Water Reading – know the language of the River

Choosing to run whitewater, and doing it successfully, can have a significant impact on your next canoe trip.  Jumping in over your head and running a rapid that results in an overturned boat, or worse, can ruin your trip, or at least your gear.  Often your choice, and success, comes down to your ability to read water, the language of rivers, and understanding all that the river is trying to communicate to you – its’ paddling audience.


The language of rivers is composed of two main visual characteristics; texture and colour.  As you moving water winding its’ way over rocks, ledges and around outcrops and around bends in the river bank, you’ll see a veritable kaleidoscope of changing colours and wave patterns.  Each obstacle leaves a visual marker to it’s’ presence.  By looking at the changing textures and colours you can decipher the river bottom, the level of difficulty of the water features, and ultimately, make a choice as to whether you ought to run, or not run, a rapid.

The Vocabulary: Colour and Texture:

As water tumbles over rocks, ledges and gravel bars, the distinctive roughness of each disrupts and slows the water down.  Each collision alters the water surface with vortices, boils, waves, and when air mixes into the current, changes it’s colour to lighter shades of blue, green, black and brown.  Every change signals a river bed or water feature that might have to be avoided by your canoe.


Reading the texture of the water includes looking at everything from large standing waves and dramatic rooster tails, right down to the small swirls and bumps often found on eddy lines.  Each can be equally significant.  For many, however, a rapid is first judged by the roller coaster of waves they’ll ride during their run.  Beyond looking at size, navigable waves usually occur in groups, or families.  Standing waves should have a minimum of three similar, evenly spaced waves decreasing in size as you look downstream.  Lone wave should be approached with caution – chances are it is hiding a rock.  Also, waves positioned across the flow of water are much easier to “punch” than waves that cross the current at an angle.
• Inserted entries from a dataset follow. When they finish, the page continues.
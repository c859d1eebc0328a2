//! Placement of images, video frames and canvases inside a container.
//!
//! Seven rules (cover, contain, four anchored corners, center) with an
//! optional uniform scale. Pure geometry, no allocations in the core,
//! `no_std` compatible.
//!
//! # Modules
//!
//! - [`placement`] — Placement rules, requests and the seven strategies
//! - [`geometry`] — `Size`, `Coords` and the `Pos` result
//! - [`source`] — Source kinds and the size provider traits
//! - [`style`] — Absolute-positioning output for computed placements
//! - `attrs` — Settings from `data-*` attributes (feature `attrs`)
//! - `svg` — SVG visualization (feature `svg`)

#![cfg_attr(not(feature = "std"), no_std)]
#![forbid(unsafe_code)]

#[cfg(feature = "alloc")]
extern crate alloc;

pub mod geometry;
pub mod placement;
pub mod source;
pub mod style;

#[cfg(feature = "attrs")]
pub mod attrs;
#[cfg(feature = "svg")]
pub mod svg;

// Re-exports: core types
pub use geometry::{Coords, Pos, Size};
pub use placement::{
    Compat, ContainAxis, Container, OffsetBasis, PlacementError, PlacementRequest, PlacementRule,
    compute_position,
};
pub use source::{ClientSize, IntrinsicSize, Source};
pub use style::{AbsoluteStyle, StyleTarget, apply_position};
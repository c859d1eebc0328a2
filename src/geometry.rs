//! Size and rectangle records in linear units.

use num_traits::Float;

/// Width × height in linear units (pixels in the common case).
#[derive(Copy, Clone, Debug, Default, PartialEq)]
#[cfg_attr(feature = "serde", derive(serde::Serialize, serde::Deserialize))]
pub struct Size {
    /// Width in linear units.
    pub width: f64,
    /// Height in linear units.
    pub height: f64,
}

impl Size {
    /// Create a new size.
    pub const fn new(width: f64, height: f64) -> Self {
        Self { width, height }
    }

    /// Scale both axes by the same factor.
    pub fn scaled(self, factor: f64) -> Self {
        Self {
            width: self.width * factor,
            height: self.height * factor,
        }
    }

    /// Whether either axis is zero.
    pub fn is_empty(&self) -> bool {
        self.width == 0.0 || self.height == 0.0
    }

    /// Both axes finite and non-negative.
    pub fn is_valid(&self) -> bool {
        self.width.is_finite() && self.height.is_finite() && self.width >= 0.0 && self.height >= 0.0
    }
}

impl From<(f64, f64)> for Size {
    fn from((width, height): (f64, f64)) -> Self {
        Self { width, height }
    }
}

impl From<(u32, u32)> for Size {
    fn from((width, height): (u32, u32)) -> Self {
        Self {
            width: width as f64,
            height: height as f64,
        }
    }
}

/// Top-left offset and rendered size of a placed source, in container space.
///
/// Offsets may be negative and the rectangle may extend past the container:
/// clipping is left to the renderer.
#[derive(Copy, Clone, Debug, Default, PartialEq)]
#[cfg_attr(feature = "serde", derive(serde::Serialize, serde::Deserialize))]
pub struct Coords {
    /// Left edge relative to the container.
    pub x: f64,
    /// Top edge relative to the container.
    pub y: f64,
    /// Rendered width.
    pub width: f64,
    /// Rendered height.
    pub height: f64,
}

impl Coords {
    /// Create new coordinates.
    pub const fn new(x: f64, y: f64, width: f64, height: f64) -> Self {
        Self {
            x,
            y,
            width,
            height,
        }
    }

    /// Rendered size.
    pub fn size(&self) -> Size {
        Size::new(self.width, self.height)
    }

    /// Right edge (`x + width`).
    pub fn right(&self) -> f64 {
        self.x + self.width
    }

    /// Bottom edge (`y + height`).
    pub fn bottom(&self) -> f64 {
        self.y + self.height
    }

    /// Whether every field is finite.
    pub fn is_finite(&self) -> bool {
        self.x.is_finite()
            && self.y.is_finite()
            && self.width.is_finite()
            && self.height.is_finite()
    }

    /// Snap every field to the nearest whole unit (half away from zero).
    pub fn round(self) -> Self {
        Self {
            x: Float::round(self.x),
            y: Float::round(self.y),
            width: Float::round(self.width),
            height: Float::round(self.height),
        }
    }
}

/// Final placement: computed coordinates plus the source's intrinsic size.
///
/// `source_width`/`source_height` are the pre-scale dimensions, so
/// `width / source_width` is the effective scale applied.
#[derive(Copy, Clone, Debug, Default, PartialEq)]
#[cfg_attr(feature = "serde", derive(serde::Serialize, serde::Deserialize))]
pub struct Pos {
    /// Left edge relative to the container.
    pub x: f64,
    /// Top edge relative to the container.
    pub y: f64,
    /// Rendered width.
    pub width: f64,
    /// Rendered height.
    pub height: f64,
    /// Intrinsic source width.
    pub source_width: f64,
    /// Intrinsic source height.
    pub source_height: f64,
}

impl Pos {
    /// Merge computed coordinates with the intrinsic source size.
    pub fn new(coords: Coords, source: Size) -> Self {
        Self {
            x: coords.x,
            y: coords.y,
            width: coords.width,
            height: coords.height,
            source_width: source.width,
            source_height: source.height,
        }
    }

    /// The computed render geometry.
    pub fn coords(&self) -> Coords {
        Coords::new(self.x, self.y, self.width, self.height)
    }

    /// The intrinsic source size.
    pub fn source(&self) -> Size {
        Size::new(self.source_width, self.source_height)
    }

    /// Horizontal and vertical scale relative to the intrinsic size.
    ///
    /// Returns `None` when the source has a zero dimension.
    pub fn effective_scale(&self) -> Option<(f64, f64)> {
        if self.source().is_empty() {
            return None;
        }
        Some((
            self.width / self.source_width,
            self.height / self.source_height,
        ))
    }

    /// Snap the render geometry to whole units. Source dimensions are kept.
    pub fn round(self) -> Self {
        Self::new(self.coords().round(), self.source())
    }
}
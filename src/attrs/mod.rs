//! Placement settings from markup-style `data-*` attributes.
//!
//! Reads `data-rule`, `data-scale`, `data-width`, `data-height` and
//! `data-src` from an element's attribute list and produces
//! [`Attributes`] that build a [`PlacementRequest`](crate::PlacementRequest).
//!
//! # Example
//!
//! ```
//! use zenplace::{attrs, PlacementRule, Size, Source};
//!
//! let result = attrs::parse([
//!     ("class", "image-pos"),
//!     ("data-rule", "contain"),
//!     ("data-src", "/img/portrait.jpg"),
//! ]);
//! assert!(result.warnings.is_empty());
//! assert_eq!(result.attributes.rule, Some(PlacementRule::Contain));
//!
//! // Image finished loading; its container is 200×100.
//! let img = Source::image(50.0, 100.0);
//! let container = Size::new(200.0, 100.0);
//! let pos = result.attributes
//!     .to_request(&img, &container)
//!     .expect("rule present")
//!     .compute()
//!     .unwrap();
//! assert_eq!((pos.x, pos.width), (75.0, 50.0));
//! ```
//!
//! Attributes without the `data-` prefix (`class`, `id`, ...) are skipped
//! silently. Unknown `data-` keys produce [`ParseWarning::KeyNotRecognized`].

pub mod attributes;
mod parse;

pub use attributes::Attributes;

use alloc::string::String;
use alloc::vec::Vec;

/// Result of parsing an attribute list.
#[derive(Debug, Clone)]
pub struct ParseResult {
    /// Parsed placement settings.
    pub attributes: Attributes,
    /// Non-fatal parse warnings.
    pub warnings: Vec<ParseWarning>,
}

/// Non-fatal warning from attribute parsing.
#[derive(Debug, Clone, PartialEq, Eq)]
pub enum ParseWarning {
    /// A key appeared more than once (last value wins).
    DuplicateKey { key: String, value: String },
    /// A `data-` key that carries no placement setting.
    KeyNotRecognized { key: String, value: String },
    /// A key was recognized but its value could not be parsed.
    ValueInvalid {
        key: &'static str,
        value: String,
        reason: &'static str,
    },
}

/// Parse `(name, value)` attribute pairs.
///
/// Names are matched case-insensitively.
pub fn parse<'a, I>(attrs: I) -> ParseResult
where
    I: IntoIterator<Item = (&'a str, &'a str)>,
{
    let (attributes, warnings) = parse::parse_attributes(attrs);
    ParseResult {
        attributes,
        warnings,
    }
}
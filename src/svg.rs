//! SVG visualization of a computed placement.
//!
//! Draws the container box and the placed source rectangle in one panel.
//! Overflow (cover, oversized anchored sources) is drawn outside the
//! container outline so it stays visible.
//!
//! # Example
//!
//! ```
//! use zenplace::{PlacementRequest, PlacementRule, Source, svg::render_request_svg};
//!
//! let img = Source::image(50.0, 100.0);
//! let req = PlacementRequest::with_size(&img, PlacementRule::Contain, 200.0, 100.0);
//! let svg = render_request_svg(&req).unwrap();
//! assert!(svg.contains("contain"));
//! ```

use crate::geometry::{Coords, Pos, Size};
use crate::placement::{PlacementError, PlacementRequest};

/// Maximum pixel width for the drawing area.
const MAX_PANEL_W: f64 = 300.0;
/// Maximum pixel height for the drawing area.
const MAX_PANEL_H: f64 = 200.0;
/// Horizontal margin.
const MARGIN_X: f64 = 50.0;
/// Top margin.
const MARGIN_TOP: f64 = 30.0;
/// Height of label text area above the panel.
const LABEL_H: f64 = 22.0;
/// Space below the panel for the annotation.
const ANNOTATION_H: f64 = 28.0;

/// Render a placement of `pos` inside `container`.
///
/// Returns a complete SVG document as a string. Non-finite geometry yields an
/// empty 1×1 document.
pub fn render_placement_svg(container: Size, pos: &Pos) -> String {
    render(container, pos, "Placement")
}

/// Compute `request` and render the result, labelled with the rule name.
pub fn render_request_svg(request: &PlacementRequest<'_>) -> Result<String, PlacementError> {
    let (pos, container) = request.compute_in()?;
    Ok(render(container, &pos, request.rule.as_str()))
}

fn render(container: Size, pos: &Pos, title: &str) -> String {
    let placed = pos.coords();
    if !placed.is_finite() || !container.is_valid() {
        return String::from(r#"<svg xmlns="http://www.w3.org/2000/svg" width="1" height="1"/>"#);
    }

    // Bounding box of container and placed rect, in container space.
    let min_x = placed.x.min(0.0);
    let min_y = placed.y.min(0.0);
    let max_x = placed.right().max(container.width);
    let max_y = placed.bottom().max(container.height);
    let (bw, bh, scale) = scale_to_fit(max_x - min_x, max_y - min_y);

    let total_w = MAX_PANEL_W + 2.0 * MARGIN_X;
    let total_h = MARGIN_TOP + LABEL_H + MAX_PANEL_H + ANNOTATION_H + MARGIN_TOP;
    let center_x = total_w / 2.0;
    let origin_x = center_x - bw / 2.0 - min_x * scale;
    let origin_y = MARGIN_TOP + LABEL_H + (MAX_PANEL_H - bh) / 2.0 - min_y * scale;

    let mut svg = String::with_capacity(2048);

    svg.push_str(&format!(
        r#"<svg xmlns="http://www.w3.org/2000/svg" width="{}" height="{}" viewBox="0 0 {} {}">"#,
        total_w as u32, total_h as u32, total_w, total_h
    ));
    svg.push('\n');

    // Style — light/dark mode via prefers-color-scheme
    svg.push_str(r##"<style>
  text { font-family: "Consolas", "DejaVu Sans Mono", "Courier New", monospace; }
  .label { font-size: 13px; font-weight: bold; fill: #333; }
  .annotation { font-size: 11px; fill: #666; }
  .container { fill: #e8e8e8; stroke: none; }
  .placed { fill: #6ba3d6; fill-opacity: 0.75; stroke: #2c6faa; stroke-width: 1.5; }
  .outline { fill: none; stroke: #999; stroke-width: 1; stroke-dasharray: 4,2; }
  @media (prefers-color-scheme: dark) {
    .label { fill: #e0e0e0; }
    .annotation { fill: #aaa; }
    .container { fill: #2d2d2d; }
    .placed { fill: #3a72a4; stroke: #5a9fd4; }
    .outline { stroke: #555; }
  }
</style>
"##);

    svg.push_str(&format!(
        r#"<text x="{}" y="{}" class="label" text-anchor="middle">{}</text>"#,
        center_x,
        MARGIN_TOP + 14.0,
        escape_xml(&format!(
            "{}  {}×{} in {}×{}",
            title, pos.source_width, pos.source_height, container.width, container.height
        ))
    ));
    svg.push('\n');

    let container_rect = Coords::new(0.0, 0.0, container.width, container.height);
    push_rect(&mut svg, &container_rect, origin_x, origin_y, scale, "container");
    push_rect(&mut svg, &placed, origin_x, origin_y, scale, "placed");
    // Outline last so the container edge shows through overflow.
    push_rect(&mut svg, &container_rect, origin_x, origin_y, scale, "outline");

    svg.push_str(&format!(
        r#"<text x="{}" y="{:.1}" class="annotation" text-anchor="middle">{}</text>"#,
        center_x,
        MARGIN_TOP + LABEL_H + MAX_PANEL_H + 18.0,
        escape_xml(&format!(
            "at ({}, {}), {}×{}",
            placed.x, placed.y, placed.width, placed.height
        ))
    ));
    svg.push('\n');

    svg.push_str("</svg>\n");
    svg
}

/// Scale a box to fit within MAX_PANEL_W × MAX_PANEL_H, preserving aspect ratio.
fn scale_to_fit(w: f64, h: f64) -> (f64, f64, f64) {
    if w == 0.0 || h == 0.0 {
        return (w, h, 1.0);
    }
    let scale = (MAX_PANEL_W / w).min(MAX_PANEL_H / h);
    (w * scale, h * scale, scale)
}

fn push_rect(svg: &mut String, r: &Coords, origin_x: f64, origin_y: f64, scale: f64, class: &str) {
    svg.push_str(&format!(
        r#"<rect x="{:.1}" y="{:.1}" width="{:.1}" height="{:.1}" class="{}"/>"#,
        origin_x + r.x * scale,
        origin_y + r.y * scale,
        r.width * scale,
        r.height * scale,
        class
    ));
    svg.push('\n');
}

/// Escape special characters for XML text content.
fn escape_xml(s: &str) -> String {
    s.replace('&', "&amp;")
        .replace('<', "&lt;")
        .replace('>', "&gt;")
        .replace('"', "&quot;")
}

#[cfg(test)]
mod tests {
    use super::*;
    use crate::{PlacementRule, Source};

    #[test]
    fn svg_contain_shows_sizes() {
        let img = Source::image(50.0, 100.0);
        let req = PlacementRequest::with_size(&img, PlacementRule::Contain, 200.0, 100.0);
        let svg = render_request_svg(&req).unwrap();
        assert!(svg.starts_with("<svg"));
        assert!(svg.contains("contain  50×100 in 200×100"));
        assert!(svg.contains("at (75, 0), 50×100"));
        assert!(svg.ends_with("</svg>\n"));
    }

    #[test]
    fn svg_cover_overflow_fits_panel() {
        let img = Source::image(50.0, 100.0);
        let req = PlacementRequest::with_size(&img, PlacementRule::Cover, 200.0, 100.0);
        let svg = render_request_svg(&req).unwrap();
        // Placed rect is 200×400 at (0, -150); the whole box scales to 200 tall.
        assert!(svg.contains(r#"width="100.0" height="200.0" class="placed""#));
        assert!(svg.contains("at (0, -150), 200×400"));
    }

    #[test]
    fn svg_error_propagates() {
        let img = Source::image(0.0, 100.0);
        let req = PlacementRequest::with_size(&img, PlacementRule::Cover, 200.0, 100.0);
        assert_eq!(render_request_svg(&req), Err(PlacementError::ZeroSourceDimension));
    }

    #[test]
    fn svg_non_finite_is_empty_document() {
        let pos = Pos::new(
            Coords::new(f64::NAN, 0.0, 1.0, 1.0),
            Size::new(1.0, 1.0),
        );
        let svg = render_placement_svg(Size::new(10.0, 10.0), &pos);
        assert!(svg.contains(r#"width="1" height="1""#));
        assert!(!svg.contains("<rect"));
    }

    #[test]
    fn svg_reads_live_container_once() {
        use crate::source::ClientSize;
        use core::cell::Cell;

        // Grows on every read, so a second read would draw a different box.
        struct Growing(Cell<f64>);
        impl ClientSize for Growing {
            fn client_size(&self) -> Size {
                let w = self.0.get();
                self.0.set(w * 2.0);
                Size::new(w, 100.0)
            }
        }

        let img = Source::image(40.0, 20.0);
        let container = Growing(Cell::new(200.0));
        let req = PlacementRequest::with_container(&img, PlacementRule::BottomRight, &container);
        let svg = render_request_svg(&req).unwrap();
        assert!(svg.contains("bottom-right  40×20 in 200×100"));
        assert!(svg.contains("at (160, 80), 40×20"));
        assert_eq!(container.0.get(), 400.0);
    }

    #[test]
    fn svg_is_valid_xml() {
        let pos = Pos::new(Coords::new(0.0, 0.0, 10.0, 10.0), Size::new(10.0, 10.0));
        let svg = render_placement_svg(Size::new(10.0, 10.0), &pos);
        assert!(svg.starts_with("<svg"));
        assert!(svg.contains("</svg>"));
        assert!(!svg.contains("<<"));
        assert_eq!(svg.matches("<rect").count(), 3);
    }
}
use crate::core::scoring::{
    categorize_score, compute_evaluation_score, compute_sample_score, ordered_sum, round1,
};
use crate::domain::model::{
    Evaluation, EvaluationData, EvaluationPage, EvaluationStats, EvaluationUpdate,
    EvaluationWithUser, Layer, Pagination, PaginationQuery, RecentActivity, Sample,
    SampleData, ScoreDistribution, UserSummary,
};
use crate::domain::ports::{ConfigProvider, EvaluationRepository, UserRepository};
use crate::utils::error::{Result, VessError};
use crate::utils::validation::Validate;
use chrono::{DateTime, Datelike, TimeZone, Utc};
use std::sync::Arc;
use uuid::Uuid;

#[derive(Debug, Clone, Copy)]
pub(crate) struct PageSettings {
    pub default_limit: u32,
    pub max_limit: u32,
}

impl PageSettings {
    pub(crate) fn from_config<C: ConfigProvider + ?Sized>(config: &C) -> Self {
        Self {
            default_limit: config.default_page_size(),
            max_limit: config.max_page_size(),
        }
    }

    /// `(page, limit)` after clamping; a zero or absent limit means the default.
    fn resolve(&self, query: &PaginationQuery) -> (u32, u32) {
        let page = query.page.unwrap_or(1).max(1);
        let limit = match query.limit {
            None | Some(0) => self.default_limit,
            Some(limit) => limit,
        };
        (page, limit.min(self.max_limit).max(1))
    }
}

pub(crate) fn start_of_month(now: DateTime<Utc>) -> DateTime<Utc> {
    Utc.with_ymd_and_hms(now.year(), now.month(), 1, 0, 0, 0)
        .single()
        .unwrap_or(now)
}

fn build_sample(data: SampleData) -> Sample {
    let sample_score = compute_sample_score(&data.layers);

    let mut layers: Vec<Layer> = data
        .layers
        .into_iter()
        .map(|l| Layer {
            id: Uuid::new_v4().to_string(),
            length: l.length,
            score: l.score,
            order: l.order,
        })
        .collect();
    layers.sort_by_key(|l| l.order);

    Sample {
        id: Uuid::new_v4().to_string(),
        name: data.name,
        location: data.location,
        other_info: data.other_info,
        management_decision: data.management_decision,
        sample_score,
        layers,
    }
}

pub struct EvaluationService<E: EvaluationRepository, U: UserRepository> {
    evaluations: Arc<E>,
    users: Arc<U>,
    pages: PageSettings,
}

impl<E: EvaluationRepository, U: UserRepository> EvaluationService<E, U> {
    pub fn new<C: ConfigProvider + ?Sized>(evaluations: Arc<E>, users: Arc<U>, config: &C) -> Self {
        Self {
            evaluations,
            users,
            pages: PageSettings::from_config(config),
        }
    }

    async fn owner(&self, user_id: &str) -> Result<UserSummary> {
        self.users
            .find_user(user_id)
            .await?
            .map(|u| UserSummary::from(&u))
            .ok_or_else(|| VessError::not_found("User", user_id))
    }

    async fn owned(&self, user_id: &str, id: &str) -> Result<Evaluation> {
        self.evaluations
            .find_evaluation(user_id, id)
            .await?
            .ok_or_else(|| VessError::not_found("Evaluation", id))
    }

    /// Scores every sample from its layers, averages them into the
    /// evaluation score and stores the whole tree in one write.
    pub async fn create(&self, user_id: &str, data: EvaluationData) -> Result<EvaluationWithUser> {
        data.validate()?;
        let user = self.owner(user_id).await?;

        let samples: Vec<Sample> = data.samples.into_iter().map(build_sample).collect();
        let sample_scores: Vec<f64> = samples.iter().map(|s| s.sample_score).collect();
        let average_score = compute_evaluation_score(&sample_scores);

        let now = Utc::now();
        let evaluation = Evaluation {
            id: Uuid::new_v4().to_string(),
            user_id: user_id.to_string(),
            name: data.name,
            date: data.date,
            start_time: data.start_time,
            end_time: data.end_time,
            management_description: data.management_description,
            average_score,
            samples,
            created_at: now,
            updated_at: now,
        };

        let stored = self.evaluations.insert_evaluation(evaluation).await?;
        tracing::info!(
            "Created evaluation {} with {} samples (score {})",
            stored.id,
            stored.samples.len(),
            stored.average_score
        );
        tracing::debug!("Sample scores: {:?}", sample_scores);

        Ok(EvaluationWithUser {
            evaluation: stored,
            user,
        })
    }

    pub async fn list(&self, user_id: &str, query: &PaginationQuery) -> Result<EvaluationPage> {
        let (page, limit) = self.pages.resolve(query);
        let skip = (page as usize - 1) * limit as usize;
        let order = query.sort_order.unwrap_or_default();

        let user = self.owner(user_id).await?;
        let items = self
            .evaluations
            .list_evaluations(user_id, skip, limit as usize, order)
            .await?;
        let total = self.evaluations.count_evaluations(user_id).await?;
        let total_pages = total.div_ceil(limit as usize) as u32;

        tracing::debug!(
            "Listing evaluations for {}: page {}/{} ({} items)",
            user_id,
            page,
            total_pages,
            items.len()
        );

        Ok(EvaluationPage {
            evaluations: items
                .into_iter()
                .map(|evaluation| EvaluationWithUser {
                    evaluation,
                    user: user.clone(),
                })
                .collect(),
            pagination: Pagination {
                current_page: page,
                total_pages,
                total_items: total,
                items_per_page: limit,
                has_next_page: page < total_pages,
                has_previous_page: page > 1,
            },
        })
    }

    pub async fn get(&self, user_id: &str, id: &str) -> Result<EvaluationWithUser> {
        let evaluation = self.owned(user_id, id).await?;
        let user = self.owner(user_id).await?;
        Ok(EvaluationWithUser { evaluation, user })
    }

    /// Samples, layers and scores are left untouched.
    pub async fn update(
        &self,
        user_id: &str,
        id: &str,
        update: EvaluationUpdate,
    ) -> Result<EvaluationWithUser> {
        update.validate()?;
        let mut evaluation = self.owned(user_id, id).await?;

        if let Some(name) = update.name {
            evaluation.name = name;
        }
        if let Some(end_time) = update.end_time {
            evaluation.end_time = Some(end_time);
        }
        if let Some(description) = update.management_description {
            evaluation.management_description = Some(description);
        }
        evaluation.updated_at = Utc::now();

        let stored = self.evaluations.update_evaluation(evaluation).await?;
        tracing::info!("Updated evaluation {}", stored.id);

        let user = self.owner(user_id).await?;
        Ok(EvaluationWithUser {
            evaluation: stored,
            user,
        })
    }

    pub async fn delete(&self, user_id: &str, id: &str) -> Result<()> {
        if !self.evaluations.delete_evaluation(user_id, id).await? {
            return Err(VessError::not_found("Evaluation", id));
        }
        tracing::info!("Deleted evaluation {}", id);
        Ok(())
    }

    pub async fn stats(&self, user_id: &str) -> Result<EvaluationStats> {
        self.stats_at(user_id, Utc::now()).await
    }

    pub async fn stats_at(&self, user_id: &str, now: DateTime<Utc>) -> Result<EvaluationStats> {
        let evaluations = self.evaluations.all_evaluations(user_id).await?;

        let total_samples = evaluations.iter().map(Evaluation::sample_count).sum();
        let stored_scores: Vec<f64> = evaluations.iter().map(|e| e.average_score).collect();
        let average_score = if stored_scores.is_empty() {
            0.0
        } else {
            round1(ordered_sum(&stored_scores) / stored_scores.len() as f64)
        };

        let mut score_distribution = ScoreDistribution::default();
        for score in &stored_scores {
            score_distribution.record(categorize_score(*score));
        }

        let month_start = start_of_month(now);
        let last_evaluation = evaluations
            .iter()
            .enumerate()
            .max_by(|(ia, a), (ib, b)| a.created_at.cmp(&b.created_at).then(ia.cmp(ib)))
            .map(|(_, e)| e.date.clone());

        Ok(EvaluationStats {
            total_evaluations: evaluations.len(),
            total_samples,
            average_score,
            score_distribution,
            recent_activity: RecentActivity {
                last_evaluation,
                evaluations_this_month: evaluations
                    .iter()
                    .filter(|e| e.created_at >= month_start)
                    .count(),
            },
        })
    }
}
Other than waves, rivers create a fascinating display of textures visible as bubbles, swirls and boils.  Each is a clue to changes in current speed and potential obstacles to be wary of.  Look for water which appears rough and bumpy in texture, almost like gravel, and you most likely are witnessing an eddy line – the abrupt division between two currents.  Knowing where eddy lines are is crucial for planning canoe placement to enter or exit an eddy pool and for timing your strokes for stable eddy turns.


The most common colour patterns on a river are long parallel bands of similarly shaded water.  Each band indicates a speed of current with neighboring bands being either faster or slower.  No set rule applies that one shade of water is quicker than another; you’ll have to be the judge as sometimes an eddy effect will be dark, while other times deep fast flowing currents will be dark.  Suffice to say that it is the alternating dark and light bands which show changes in velocity.

By recognizing current speed, pick out the slow bands of water and determine if the currents are caused by submerged rocks that may have to be avoided if you select to run the rapid.  If you’re planning to cross the river in a front ferry, adjusting your ferry angle to match the changing speed of the current will aid efficiency, and possible avoid an unfortunate loss of balance mid-stream when crossing from one current to another.

Reading whitewater is a lot like learning a language.  The more you practice the better able you will be at quickly deciphering the message.  Fluency comes once you can glance quickly at a set of rapids and “read” precisely where to paddle your canoe.  Building upon the basic vocabulary of texture and colour will allow you to scout a safe route down your next rapid, or even more importantly, recognize when it would be safer to portage around it.